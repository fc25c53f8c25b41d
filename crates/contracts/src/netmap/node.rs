//! Storage node descriptors.

use std::fmt;

use neofs_primitives::{PublicKey, NODE_INFO_KEY_OFFSET, PUBLIC_KEY_SIZE};
use serde::{Deserialize, Serialize};

use crate::error::{ContractError, ContractResult};
use crate::notification::hex_bytes;

/// Raw node descriptor blob.
///
/// The descriptor encoding belongs to the storage nodes; the contract only
/// relies on the identity key at bytes `2..35`.
#[derive(Clone, PartialEq, Eq, Serialize, Deserialize)]
pub struct NodeInfo {
    key: PublicKey,
    #[serde(with = "hex_bytes")]
    raw: Vec<u8>,
}

impl NodeInfo {
    /// Wraps a descriptor, checking that it carries an identity key.
    pub fn from_bytes(raw: Vec<u8>) -> ContractResult<Self> {
        let end = NODE_INFO_KEY_OFFSET + PUBLIC_KEY_SIZE;
        let key = raw.get(NODE_INFO_KEY_OFFSET..end).ok_or_else(|| {
            ContractError::invalid_argument(
                "addPeer",
                format!("node info is {} bytes, expected at least {end}", raw.len()),
            )
        })?;
        let key = PublicKey::from_bytes(key)?;
        Ok(Self { key, raw })
    }

    /// Identity key of the node.
    pub fn public_key(&self) -> PublicKey {
        self.key
    }

    pub fn as_bytes(&self) -> &[u8] {
        &self.raw
    }

    pub fn into_bytes(self) -> Vec<u8> {
        self.raw
    }
}

impl fmt::Debug for NodeInfo {
    fn fmt(&self, f: &mut fmt::Formatter<'_>) -> fmt::Result {
        f.debug_struct("NodeInfo")
            .field("key", &self.key)
            .field("len", &self.raw.len())
            .finish()
    }
}

/// Node state tag.
#[derive(Debug, Clone, Copy, PartialEq, Eq, Hash, Serialize, Deserialize)]
#[serde(rename_all = "lowercase")]
#[repr(u8)]
pub enum NodeState {
    Online = 1,
    Offline = 2,
}

impl NodeState {
    pub fn as_u8(self) -> u8 {
        self as u8
    }
}

impl TryFrom<u8> for NodeState {
    type Error = u8;

    fn try_from(value: u8) -> Result<Self, Self::Error> {
        match value {
            1 => Ok(NodeState::Online),
            2 => Ok(NodeState::Offline),
            other => Err(other),
        }
    }
}

/// Working view entry.
#[derive(Debug, Clone, PartialEq, Eq, Serialize, Deserialize)]
pub struct NetmapEntry {
    pub node: NodeInfo,
    pub state: NodeState,
}

#[cfg(test)]
pub(crate) fn descriptor(key_byte: u8, tail: &[u8]) -> Vec<u8> {
    let mut raw = vec![0x0a, 0x21, 0x02];
    raw.extend_from_slice(&[key_byte; 32]);
    raw.extend_from_slice(tail);
    raw
}
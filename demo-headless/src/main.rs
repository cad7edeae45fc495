use anyhow::{anyhow, Context, Result};
use blast_arena_core::{
    ArenaConfig, ArenaEvent, ArenaSimulation, Direction, Millis, PlayerId, RoundOutcome,
};
use clap::Parser;
use rand::rngs::StdRng;
use rand::{Rng, SeedableRng};
use rayon::prelude::*;
use std::path::PathBuf;
use tracing::{debug, info};

/// Headless bomb arena runner: plays random-bot matches and reports results
#[derive(Parser, Debug)]
#[command(name = "blast-arena-headless")]
#[command(about = "Run bot matches in the bomb arena without a renderer", long_about = None)]
struct Args {
    /// Number of matches to play
    #[arg(short, long, default_value_t = 8)]
    matches: u64,

    /// Seed of the first match; match `i` uses `seed + i`
    #[arg(short, long, default_value_t = 1)]
    seed: u64,

    /// Give up on a match after this many ticks
    #[arg(short = 't', long, default_value_t = 20_000)]
    max_ticks: u64,

    /// Worker threads (defaults to all cores)
    #[arg(short, long)]
    jobs: Option<usize>,

    /// JSON config file; missing fields use defaults
    #[arg(short, long)]
    config: Option<PathBuf>,

    /// Override the grid size (odd, at least 5)
    #[arg(short, long)]
    grid_size: Option<usize>,

    /// Start both players with the debug loadouts
    #[arg(short, long)]
    debug_loadouts: bool,

    /// Chance per tick that a bot tries to plant a bomb
    #[arg(long, default_value_t = 0.04)]
    bomb_chance: f64,

    /// Print the final board of every match
    #[arg(short, long)]
    boards: bool,
}

#[derive(Debug, Default)]
struct MatchRecord {
    seed: u64,
    outcome: Option<RoundOutcome>,
    ticks: u64,
    sim_time: Millis,
    bombs: u32,
    chains: u32,
    grass: u32,
    pickups: u32,
    companions_lost: u32,
    board: String,
}

fn main() -> Result<()> {
    tracing_subscriber::fmt()
        .with_env_filter(tracing_subscriber::filter::EnvFilter::from_default_env())
        .init();

    let args = Args::parse();
    if !(0.0..=1.0).contains(&args.bomb_chance) {
        return Err(anyhow!("--bomb-chance must be in [0, 1]"));
    }

    let mut base = match &args.config {
        Some(path) => ArenaConfig::load(path)
            .with_context(|| format!("failed loading {}", path.display()))?,
        None => ArenaConfig::default(),
    };
    if let Some(size) = args.grid_size {
        base = base.with_grid_size(size);
    }
    if args.debug_loadouts {
        base = base.with_debug_loadouts();
    }
    base.validate().context("invalid arena config")?;

    println!("=== Blast Arena Headless ===\n");
    println!(
        "{} matches on a {}x{} grid, seeds {}..{}, tick {}",
        args.matches,
        base.grid_size,
        base.grid_size,
        args.seed,
        args.seed + args.matches,
        base.tick_interval
    );
    println!(
        "Fuse {}, blast {}, chain delay {}, max ticks {}\n",
        base.fuse_duration, base.explosion_duration, base.chain_delay, args.max_ticks
    );

    let seeds: Vec<u64> = (args.seed..args.seed + args.matches).collect();
    let run_one = |seed: &u64| play_match(&base, *seed, &args);

    let results: Vec<Result<MatchRecord>> = if let Some(jobs) = args.jobs {
        let pool = rayon::ThreadPoolBuilder::new()
            .num_threads(jobs)
            .build()
            .context("failed to build rayon threadpool")?;
        pool.install(|| seeds.par_iter().map(run_one).collect())
    } else {
        seeds.par_iter().map(run_one).collect()
    };

    let mut records = Vec::with_capacity(results.len());
    for result in results {
        records.push(result?);
    }

    println!("Seed     | Outcome    | Ticks  | Time(s) | Bombs | Chains | Grass | Pickups | Pets lost");
    println!("---------|------------|--------|---------|-------|--------|-------|---------|----------");
    for r in &records {
        let outcome = r
            .outcome
            .map_or_else(|| "timeout".to_string(), |o| o.to_string());
        println!(
            "{:8} | {:10} | {:6} | {:7.1} | {:5} | {:6} | {:5} | {:7} | {:9}",
            r.seed,
            outcome,
            r.ticks,
            r.sim_time.as_secs_f32(),
            r.bombs,
            r.chains,
            r.grass,
            r.pickups,
            r.companions_lost
        );
        if args.boards {
            println!("{}", r.board);
        }
    }

    print_summary(&records);
    Ok(())
}

fn play_match(base: &ArenaConfig, seed: u64, args: &Args) -> Result<MatchRecord> {
    let config = base.clone().with_seed(seed);
    let tick = config.tick_interval;
    let mut sim = ArenaSimulation::new(config)
        .with_context(|| format!("failed creating arena for seed={seed}"))?;
    let mut bots = StdRng::seed_from_u64(seed.rotate_left(17));

    let mut record = MatchRecord {
        seed,
        ..MatchRecord::default()
    };

    for _ in 0..args.max_ticks {
        for id in PlayerId::ALL {
            if bots.random_bool(args.bomb_chance) {
                sim.submit_bomb(id);
            }
            let direction = Direction::ALL[bots.random_range(0..Direction::ALL.len())];
            sim.submit_move(id, direction);
        }

        let report = sim.update(tick);
        record.ticks = report.frame;
        record.sim_time = report.now;
        for event in &report.events {
            match event {
                ArenaEvent::BombPlaced { .. } => record.bombs += 1,
                ArenaEvent::BombDetonated { chained: true, .. } => record.chains += 1,
                ArenaEvent::GrassDestroyed { .. } => record.grass += 1,
                ArenaEvent::PowerupCollected { .. } => record.pickups += 1,
                ArenaEvent::CompanionLost { .. } => record.companions_lost += 1,
                _ => {}
            }
        }

        if let Some((outcome, _)) = report.game_over() {
            record.outcome = Some(outcome);
            record.board = report.snapshot.render_text();
            info!(seed, %outcome, ticks = record.ticks, "match finished");
            return Ok(record);
        }
    }

    debug!(seed, ticks = record.ticks, "match timed out");
    record.board = sim.snapshot().render_text();
    Ok(record)
}

fn print_summary(records: &[MatchRecord]) {
    let total = records.len();
    let count = |outcome: RoundOutcome| {
        records
            .iter()
            .filter(|r| r.outcome == Some(outcome))
            .count()
    };
    let p1 = count(RoundOutcome::Winner(PlayerId::P1));
    let p2 = count(RoundOutcome::Winner(PlayerId::P2));
    let draws = count(RoundOutcome::Draw);
    let timeouts = records.iter().filter(|r| r.outcome.is_none()).count();
    let finished: Vec<&MatchRecord> = records.iter().filter(|r| r.outcome.is_some()).collect();
    let avg_ticks = if finished.is_empty() {
        0.0
    } else {
        finished.iter().map(|r| r.ticks as f64).sum::<f64>() / finished.len() as f64
    };

    println!("\n=== Summary ===");
    println!("Matches:  {total}");
    println!("P1 wins:  {p1}");
    println!("P2 wins:  {p2}");
    println!("Draws:    {draws}");
    println!("Timeouts: {timeouts}");
    println!("Average ticks to finish: {avg_ticks:.1}");
}
//! Fixed-size terrain and cell store
//!
//! The arena is a square `size`×`size` grid stored row-major. Walls sit on
//! every coordinate whose x and y are both even; that lattice is fixed for the
//! lifetime of the grid and [`ArenaGrid::set`] refuses to break it. Grass is
//! scattered randomly over the remaining cells except the two spawn zones.

use super::cell::Cell;
use crate::core_types::Coord;
use crate::entities::player::PlayerId;
use rand::Rng;
use serde::{Deserialize, Serialize};
use std::fmt;
use tracing::trace;

/// Arena terrain and transient cell state
#[derive(Debug, Clone, PartialEq, Eq, Serialize, Deserialize)]
#[serde(try_from = "RawGrid")]
pub struct ArenaGrid {
    size: usize,
    cells: Vec<Cell>,
}

/// Grid shape that breaks the storage or wall rules
#[derive(Debug, Clone, Copy, PartialEq, Eq)]
pub enum GridError {
    /// `cells` does not hold `size * size` entries
    CellCount { expected: usize, found: usize },
    /// A wall off the lattice, or a lattice point without a wall
    WallLattice(Coord),
}

impl fmt::Display for GridError {
    fn fmt(&self, f: &mut fmt::Formatter<'_>) -> fmt::Result {
        match self {
            GridError::CellCount { expected, found } => {
                write!(f, "expected {expected} cells, found {found}")
            }
            GridError::WallLattice(coord) => write!(f, "wall lattice broken at {coord}"),
        }
    }
}

impl std::error::Error for GridError {}

#[derive(Deserialize)]
struct RawGrid {
    size: usize,
    cells: Vec<Cell>,
}

impl TryFrom<RawGrid> for ArenaGrid {
    type Error = GridError;

    fn try_from(raw: RawGrid) -> Result<Self, Self::Error> {
        let grid = ArenaGrid {
            size: raw.size,
            cells: raw.cells,
        };
        grid.validate()?;
        Ok(grid)
    }
}

impl ArenaGrid {
    /// A grid holding only the wall lattice (no grass)
    #[must_use]
    pub fn open(size: usize) -> Self {
        let cells = (0..size * size)
            .map(|i| {
                if Self::is_wall_coord(Coord::new(i % size, i / size)) {
                    Cell::Wall
                } else {
                    Cell::Empty
                }
            })
            .collect();
        ArenaGrid { size, cells }
    }

    /// Generate round terrain: wall lattice plus random grass.
    ///
    /// Every non-wall cell outside both spawn zones becomes grass with
    /// probability `grass_chance`.
    pub fn generate<R: Rng + ?Sized>(size: usize, grass_chance: f64, rng: &mut R) -> Self {
        let mut grid = Self::open(size);
        for y in 0..size {
            for x in 0..size {
                let coord = Coord::new(x, y);
                if Self::is_wall_coord(coord) || Self::is_spawn_zone(size, coord) {
                    continue;
                }
                if rng.random_bool(grass_chance) {
                    let idx = grid.index(coord);
                    grid.cells[idx] = Cell::Grass;
                }
            }
        }
        grid
    }

    /// Wall placement rule: both coordinates even
    #[inline]
    #[must_use]
    pub const fn is_wall_coord(coord: Coord) -> bool {
        coord.x % 2 == 0 && coord.y % 2 == 0
    }

    /// Spawn corners plus their two inward neighbours, always kept clear
    #[must_use]
    pub fn is_spawn_zone(size: usize, coord: Coord) -> bool {
        PlayerId::ALL.iter().any(|id| {
            let spawn = id.spawn_point(size);
            let inward = match id {
                PlayerId::P1 => [Coord::new(spawn.x + 1, spawn.y), Coord::new(spawn.x, spawn.y + 1)],
                PlayerId::P2 => [Coord::new(spawn.x - 1, spawn.y), Coord::new(spawn.x, spawn.y - 1)],
            };
            coord == spawn || inward.contains(&coord)
        })
    }

    /// Check the cell count and the wall lattice
    pub fn validate(&self) -> Result<(), GridError> {
        let expected = self.size * self.size;
        if self.cells.len() != expected {
            return Err(GridError::CellCount {
                expected,
                found: self.cells.len(),
            });
        }
        match self
            .iter()
            .find(|(coord, cell)| (*cell == Cell::Wall) != Self::is_wall_coord(*coord))
        {
            Some((coord, _)) => Err(GridError::WallLattice(coord)),
            None => Ok(()),
        }
    }

    #[inline]
    #[must_use]
    pub fn size(&self) -> usize {
        self.size
    }

    #[inline]
    #[must_use]
    pub fn in_bounds(&self, coord: Coord) -> bool {
        coord.x < self.size && coord.y < self.size
    }

    #[inline]
    fn index(&self, coord: Coord) -> usize {
        coord.y * self.size + coord.x
    }

    /// Cell at `coord`, or `None` outside the grid
    #[inline]
    #[must_use]
    pub fn get(&self, coord: Coord) -> Option<Cell> {
        self.in_bounds(coord).then(|| self.cells[self.index(coord)])
    }

    /// Write `cell` at `coord`.
    ///
    /// Returns `false` (and leaves the grid untouched) when `coord` is out of
    /// bounds, when it would overwrite a wall, or when it would place a wall
    /// off the lattice.
    pub fn set(&mut self, coord: Coord, cell: Cell) -> bool {
        if !self.in_bounds(coord) {
            trace!(%coord, "rejected out-of-bounds write");
            return false;
        }
        let idx = self.index(coord);
        let current = self.cells[idx];
        if (current == Cell::Wall) != (cell == Cell::Wall) {
            trace!(%coord, ?current, ?cell, "rejected write across wall lattice");
            return false;
        }
        self.cells[idx] = cell;
        true
    }

    /// All coordinates, row-major
    pub fn coords(&self) -> impl Iterator<Item = Coord> + '_ {
        (0..self.size * self.size).map(move |i| Coord::new(i % self.size, i / self.size))
    }

    /// Row-major iterator over (coord, cell)
    pub fn iter(&self) -> impl Iterator<Item = (Coord, Cell)> + '_ {
        self.coords().zip(self.cells.iter().copied())
    }

    /// Number of cells satisfying `pred`
    pub fn count(&self, pred: impl Fn(Cell) -> bool) -> usize {
        self.cells.iter().filter(|c| pred(**c)).count()
    }

    /// One row of cells (for text views)
    #[must_use]
    pub fn row(&self, y: usize) -> &[Cell] {
        let start = y * self.size;
        &self.cells[start..start + self.size]
    }
}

* * *

▶ WHAT IS EXPECTED:
Write out the listing exactly from its first line to the line containing "relies on the". Both of those lines belong in the answer.

▶ SOLUTION:
repository fc25c53f8c25b41d
filename crates/contracts/src/netmap/node.rs
//! Storage node descriptors.

use std::fmt;

use neofs_primitives::{PublicKey, NODE_INFO_KEY_OFFSET, PUBLIC_KEY_SIZE};
use serde::{Deserialize, Serialize};

use crate::error::{ContractError, ContractResult};
use crate::notification::hex_bytes;

/// Raw node descriptor blob.
///
/// The descriptor encoding belongs to the storage nodes; the contract only
/// relies on the identity key at bytes `2..35`.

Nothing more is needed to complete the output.